Objective: To describe the concept of orientation and to suggest basic methods for improving it in blind children
Orientation is the state of the relationship between the person and the environment; disorientation is the existence of no relationship, or a false relationship to the environment.
Proper orientation in a three-dimensional environment involves an orientation competence as a foundation stone in the self-reliance and necessary autonomy of the blind child. Whereas the child may (and usually should) negotiate assistance with getting around in the wide world, orientation in confined spaces is foundational.
While “here” can be sourced to the voice, “there” is a useless concept for a blind person who does not know where you might be indicating or pointing.
Right/left MUST ALWAYS be expressed in terms of the child’s orientation which, when you are facing him, is precisely the opposite to yours.

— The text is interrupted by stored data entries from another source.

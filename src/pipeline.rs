//! The end-to-end sanitization pipeline.
//!
//! [`Sanitizer`] wires the stages together in their required order:
//! error correction, explicit and implicit map fitting, intersection
//! counting, feature detection, critical marking, privacy-interval
//! expansion, privacy marking, and finally de-identification. The
//! quad-tree and road network are shared read-only, so one sanitizer can
//! process many trajectories, including concurrently from several
//! threads.

use log::{debug, info};
use serde::{Deserialize, Serialize};

use crate::deidentify::{DeIdentifier, ErrorCorrector};
use crate::detectors::{
    IntersectionCounter, StartEndIntervals, StopConfig, StopDetector, TurnAroundConfig,
    TurnAroundDetector,
};
use crate::error::{Result, SanitizeError};
use crate::fitting::{ImplicitFitterConfig, ImplicitMapFitter, MapFitter, MapFitterConfig};
use crate::instrument::PointCounter;
use crate::intervals::{
    IntervalMarker, PrivacyIntervalConfig, PrivacyIntervalFinder, PrivacyIntervalMarker,
};
use crate::network::RoadNetwork;
use crate::quad::Quad;
use crate::trajectory::{Interval, Trajectory};

/// Combined configuration for every pipeline stage.
#[derive(Debug, Clone, Copy, Serialize, Deserialize)]
pub struct SanitizerConfig {
    pub fitter: MapFitterConfig,
    pub implicit_fitter: ImplicitFitterConfig,
    pub turn_around: TurnAroundConfig,
    pub stop: StopConfig,
    pub privacy: PrivacyIntervalConfig,
    /// Raw-id duplicate look-back for the error corrector; 0 disables
    /// duplicate detection.
    pub error_look_back: usize,
}

impl Default for SanitizerConfig {
    fn default() -> Self {
        Self {
            fitter: MapFitterConfig::default(),
            implicit_fitter: ImplicitFitterConfig::default(),
            turn_around: TurnAroundConfig::default(),
            stop: StopConfig::default(),
            privacy: PrivacyIntervalConfig::default(),
            error_look_back: 50,
        }
    }
}

/// Everything one sanitization run produces.
#[derive(Debug)]
pub struct SanitizeOutcome {
    /// The de-identified trajectory.
    pub trajectory: Trajectory,
    /// Point statistics for this run.
    pub counter: PointCounter,
    /// The privacy intervals applied, with their stopping labels.
    pub privacy_intervals: Vec<Interval>,
}

/// One-stop driver for the whole de-identification pipeline.
pub struct Sanitizer<'a> {
    quad: &'a Quad,
    network: &'a RoadNetwork,
    config: SanitizerConfig,
}

impl<'a> Sanitizer<'a> {
    pub fn new(quad: &'a Quad, network: &'a RoadNetwork, config: SanitizerConfig) -> Self {
        Self {
            quad,
            network,
            config,
        }
    }

    /// Run every stage over one raw trajectory.
    ///
    /// Trajectories need at least two points; start/end marking and
    /// interval expansion are meaningless below that.
    pub fn sanitize(&self, raw: &Trajectory) -> Result<SanitizeOutcome> {
        if raw.len() < 2 {
            return Err(SanitizeError::InsufficientPoints {
                point_count: raw.len(),
                minimum_required: 2,
            });
        }
        let mut counter = PointCounter::new();
        // Raw ingested points, before any stage removes anything.
        counter.n_points = raw.len() as u64;

        let corrector = ErrorCorrector::new(self.config.error_look_back);
        let mut trajectory = corrector.correct(raw, &mut counter);
        if trajectory.len() < 2 {
            return Err(SanitizeError::InsufficientPoints {
                point_count: trajectory.len(),
                minimum_required: 2,
            });
        }

        MapFitter::new(self.quad, self.config.fitter).fit(&mut trajectory);
        ImplicitMapFitter::new(self.config.implicit_fitter).fit(&mut trajectory);
        IntersectionCounter::new(self.network).count_intersections(&mut trajectory);

        let se_intervals = StartEndIntervals.get_start_end_intervals(&trajectory);
        let ta_intervals =
            TurnAroundDetector::new(self.config.turn_around).find_turn_arounds(&trajectory);
        let stop_intervals = StopDetector::new(self.config.stop).find_stops(&trajectory);
        debug!(
            "critical intervals: {} start/end, {} turn-around, {} stop",
            se_intervals.len(),
            ta_intervals.len(),
            stop_intervals.len()
        );

        IntervalMarker::new([se_intervals, ta_intervals, stop_intervals])
            .mark_trajectory(&mut trajectory);

        let privacy_intervals =
            PrivacyIntervalFinder::new(self.config.privacy).find_intervals(&trajectory);
        PrivacyIntervalMarker::new([privacy_intervals.clone()]).mark_trajectory(&mut trajectory);

        let clean = DeIdentifier::new().de_identify_counted(&trajectory, &mut counter);
        info!(
            "sanitized trajectory: {} raw, {} kept, {} privacy intervals",
            raw.len(),
            clean.len(),
            privacy_intervals.len()
        );

        Ok(SanitizeOutcome {
            trajectory: clean,
            counter,
            privacy_intervals,
        })
    }
}

#[cfg(test)]
mod tests {
    use super::*;
    use crate::geo::Location;
    use crate::intervals::{ExpansionThresholds, StoppingMode};
    use crate::trajectory::TrajectoryPoint;
    use crate::shapes::Bounds;
    use crate::geo::Point;

    fn empty_index() -> (Quad, RoadNetwork) {
        let quad = Quad::new(Bounds::new(
            Point::new(35.90, -84.00),
            Point::new(36.00, -83.90),
        ));
        (quad, RoadNetwork::new())
    }

    fn eastbound_line(n: usize) -> Trajectory {
        let origin = Location::new(35.95, -83.93);
        let mut traj = Trajectory::new();
        for i in 0..n {
            let loc = origin.project_position(90.0, 10.0 * i as f64);
            traj.push(TrajectoryPoint::new(
                loc,
                i as f64,
                90.0,
                10.0,
                i,
                format!("r-{}", i),
            ));
        }
        traj
    }

    #[test]
    fn test_rejects_tiny_trajectories() {
        let (quad, network) = empty_index();
        let sanitizer = Sanitizer::new(&quad, &network, SanitizerConfig::default());
        let mut traj = Trajectory::new();
        assert!(sanitizer.sanitize(&traj).is_err());
        traj.push(TrajectoryPoint::new(
            Location::new(35.95, -83.93),
            0.0,
            90.0,
            10.0,
            0,
            "r",
        ));
        assert!(sanitizer.sanitize(&traj).is_err());
    }

    #[test]
    fn test_redacts_trip_endpoints() {
        let (quad, network) = empty_index();
        // 55 m redaction window at each end of a 1 km drive; with 10 m
        // steps the cumulative walk passes it at the sixth point out.
        let window = ExpansionThresholds {
            max_direct_distance: 55.0,
            max_manhattan_distance: 1.0e6,
            max_out_degree: 1000,
        };
        let config = SanitizerConfig {
            privacy: PrivacyIntervalConfig {
                forward: window,
                backward: window,
                mode: StoppingMode::Any,
            },
            ..SanitizerConfig::default()
        };
        let sanitizer = Sanitizer::new(&quad, &network, config);
        let raw = eastbound_line(100);
        let outcome = sanitizer.sanitize(&raw).unwrap();

        // Points 0..=5 and 94..=99 go: the endpoints themselves plus the
        // expansion on each side (the stopping point survives).
        assert_eq!(outcome.trajectory.len(), 88);
        assert_eq!(outcome.counter.n_points, 100);
        assert_eq!(outcome.counter.n_ci_points, 2);
        assert_eq!(outcome.counter.n_pi_points, 10);
        assert_eq!(outcome.privacy_intervals.len(), 2);
        assert_eq!(outcome.privacy_intervals[0].aux(), "forward:max_dist");
        assert_eq!(
            (
                outcome.privacy_intervals[0].left(),
                outcome.privacy_intervals[0].right()
            ),
            (1, 6)
        );
        assert_eq!(outcome.privacy_intervals[1].aux(), "backward:max_dist");
        assert_eq!(
            (
                outcome.privacy_intervals[1].left(),
                outcome.privacy_intervals[1].right()
            ),
            (94, 99)
        );

        // The first surviving point is the forward stopping point.
        assert_eq!(outcome.trajectory[0].raw_id, "r-6");
        assert_eq!(outcome.trajectory[0].index, 0);
    }

    #[test]
    fn test_counts_corrected_points() {
        let (quad, network) = empty_index();
        let sanitizer = Sanitizer::new(&quad, &network, SanitizerConfig::default());
        let mut raw = eastbound_line(50);
        raw[10].location = Location::new(95.0, -83.93);
        raw[11].heading = 400.0;

        let outcome = sanitizer.sanitize(&raw).unwrap();
        assert_eq!(outcome.counter.n_invalid_geo_points, 1);
        assert_eq!(outcome.counter.n_invalid_heading_points, 1);
        assert_eq!(outcome.counter.n_error_points, 2);
        // Raw count, not the corrected count.
        assert_eq!(outcome.counter.n_points, 50);
    }
}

Understanding two-dimensional space in terms of the compass (North, South, East, and West) is particularly helpful in the open air when the sun is shining; it can also solve confusion about left and right.
An even more detailed map of space can be obtained by using the clock, which establishes positions of landmarks relative to the person standing at the base of the hour hand.
Up/down relates to the vertical, at right-angles to the horizontal. If you lay a blind child on the floor and ask him to point “up,” he may retain the arm continuous with his flat body, rather than turning it through a right-angle.
Orientation also involves understanding the relationship of body mass, in various configurations, to external space, both so that the child does not bump himself or invade the social space of others.
Good orientation depends on landmarks that are frequently mistaken for dangerous obstacles; the most difficult space for a blind child is a uniformly flat area with no landmarks or environmental cues.